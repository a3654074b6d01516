use crate::codec::{Coding, SelectionPolicy};
use crate::handler::Handler;
use crate::pool::EncoderPool;
use crate::sink::ResponseSink;
use crate::writer::CompressingWriter;
use bytes::Bytes;
use http::{Request, header};
use std::io;
use std::sync::Arc;

/// Wraps `handler` so its response bodies are compressed when the client
/// accepts gzip or deflate.
///
/// Uses the process-wide encoder pool and [`SelectionPolicy::PreferCompressed`];
/// see [`CompressionLayer`](crate::CompressionLayer) to configure either.
pub fn compress<H: Handler>(handler: H) -> Compression<H> {
    Compression::new(handler)
}

/// A handler that compresses the response bodies of the handler it wraps.
#[derive(Debug, Clone)]
pub struct Compression<H> {
    inner: H,
    pool: Arc<EncoderPool>,
    policy: SelectionPolicy,
}

impl<H> Compression<H> {
    /// Creates a new compression handler wrapping the given inner handler.
    pub fn new(inner: H) -> Self {
        Self::with_config(inner, EncoderPool::shared(), SelectionPolicy::default())
    }

    pub(crate) fn with_config(inner: H, pool: Arc<EncoderPool>, policy: SelectionPolicy) -> Self {
        Self {
            inner,
            pool,
            policy,
        }
    }

    /// Returns a reference to the inner handler.
    pub fn inner(&self) -> &H {
        &self.inner
    }

    /// Returns a mutable reference to the inner handler.
    pub fn inner_mut(&mut self) -> &mut H {
        &mut self.inner
    }

    /// Consumes this handler, returning the inner handler.
    pub fn into_inner(self) -> H {
        self.inner
    }

    /// Returns the pool encoders are drawn from.
    pub fn pool(&self) -> &Arc<EncoderPool> {
        &self.pool
    }
}

impl<H: Handler> Handler for Compression<H> {
    fn call(&self, req: &Request<Bytes>, res: &mut dyn ResponseSink) -> io::Result<()> {
        add_vary_accept_encoding(res.headers_mut());

        let coding = Coding::from_headers(req.headers(), self.policy);
        tracing::debug!(%coding, "negotiated content-coding");
        if coding == Coding::Identity {
            return self.inner.call(req, res);
        }

        let encoder = match self.pool.checkout(coding) {
            Ok(encoder) => encoder,
            Err(error) => {
                tracing::warn!(%error, %coding, "encoder unavailable, sending identity");
                return self.inner.call(req, res);
            }
        };
        let mut encoder = self.pool.bind(encoder, &mut *res);

        encoder
            .get_mut()
            .headers_mut()
            .insert(header::CONTENT_ENCODING, coding.header_value());

        // If the handler unwinds, dropping `encoder` finishes and releases it.
        let result = self.inner.call(req, &mut CompressingWriter::new(&mut encoder));
        if encoder.is_detached() {
            // Hijacked: the connection carries no encoded body.
            encoder
                .get_mut()
                .headers_mut()
                .remove(header::CONTENT_ENCODING);
        }
        let finished = encoder.finish();
        result.and(finished)
    }
}

/// Adds Accept-Encoding to the Vary header if not already present.
fn add_vary_accept_encoding(headers: &mut header::HeaderMap) {
    // Check all Vary headers to see if Accept-Encoding is already present
    for vary in headers.get_all(header::VARY) {
        if let Ok(vary_str) = vary.to_str() {
            let covered = vary_str.split(',').any(|v| {
                let v = v.trim();
                v.eq_ignore_ascii_case("*") || v.eq_ignore_ascii_case("accept-encoding")
            });
            if covered {
                return;
            }
        }
    }

    headers.append(
        header::VARY,
        header::HeaderValue::from_static("Accept-Encoding"),
    );
}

□ □ □

Goal of the exercise =
Take the lines from the first line of the listing to the line containing "when the client". Please print them exactly, ends included, with nothing else.

Result =
repository a3654074b6d01516
use crate::codec::{Coding, SelectionPolicy};
use crate::handler::Handler;
use crate::pool::EncoderPool;
use crate::sink::ResponseSink;
use crate::writer::CompressingWriter;
use bytes::Bytes;
use http::{Request, header};
use std::io;
use std::sync::Arc;

/// Wraps `handler` so its response bodies are compressed when the client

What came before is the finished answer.